On 14 August, Joffre starts the expected offensive and invades Lorraine. The 2nd Army is steadily advancing towards Saarbrücken without encountering much resistance. However, the advance of the 1st Army is stopped by heavy German resistance at Saarburg. Due to the poor cooperation between infantry and artillery, the French are unable to force a breakthrough and suffered heavy casualties. Meanwhile, an attack by the 4th Army is bloodily repulsed by the entrenched divisions of the German 6th Army with their machine guns. This creates a large bulge in the front line, with the 2nd Army approaching Saarbrücken up to 20 km. Joffre orders the 2nd Army to halt, as the flanks now become vulnerable.

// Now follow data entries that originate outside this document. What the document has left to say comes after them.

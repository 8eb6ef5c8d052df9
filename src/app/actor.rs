//! App actor - message loop processing UI events and network completions

use tokio::sync::mpsc;

use crate::app::commands::Effect;
use crate::app::state::AppState;
use crate::messages::{NetworkCommand, NetworkResponse, RenderState, UiEvent};

/// App actor that owns the session state. Only this loop mutates it.
pub struct AppActor {
    state: AppState,
    network_tx: mpsc::UnboundedSender<NetworkCommand>,
    render_tx: mpsc::UnboundedSender<RenderState>,
}

impl AppActor {
    pub fn new(
        state: AppState,
        network_tx: mpsc::UnboundedSender<NetworkCommand>,
        render_tx: mpsc::UnboundedSender<RenderState>,
    ) -> Self {
        AppActor {
            state,
            network_tx,
            render_tx,
        }
    }

    /// Run the actor message loop
    pub async fn run(
        mut self,
        mut ui_rx: mpsc::UnboundedReceiver<UiEvent>,
        mut net_rx: mpsc::UnboundedReceiver<NetworkResponse>,
    ) {
        // Send initial render state
        let _ = self.render_tx.send(self.state.to_render_state());

        loop {
            tokio::select! {
                Some(event) = ui_rx.recv() => {
                    if self.handle_ui_event(event) {
                        // Quit signal received
                        let _ = self.network_tx.send(NetworkCommand::Shutdown);
                        break;
                    }
                    let _ = self.render_tx.send(self.state.to_render_state());
                }
                Some(response) = net_rx.recv() => {
                    self.state.handle_response(response);
                    let _ = self.render_tx.send(self.state.to_render_state());
                }
                else => break,
            }
        }
    }

    /// Handle a UI event, returns true if quit was requested
    fn handle_ui_event(&mut self, event: UiEvent) -> bool {
        match self.state.handle_event(event) {
            Effect::None => false,
            Effect::Dispatch(cmd) => {
                if self.network_tx.send(cmd).is_err() {
                    self.state.abandon_request("network layer unavailable");
                }
                false
            }
            Effect::Quit => true,
        }
    }
}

Further south, the Alsace army has recaptured Mülhausen after fierce house-to-house fighting and is now advancing further north. The German XIV Corps try to slow down the French advance as much as possible, aided by the XIV-R Corps.

Joffre comes to the conclusion that the Germans do not intend to violate Belgian neutrality. Since the French government has forbidden Joffre to attack via Belgium, Joffre orders the 5th Army on 20 August to start the 'Moselle Offensive' towards Luxembourg / Diedenhofen. It will be supported on the southern flank by the 3rd Army.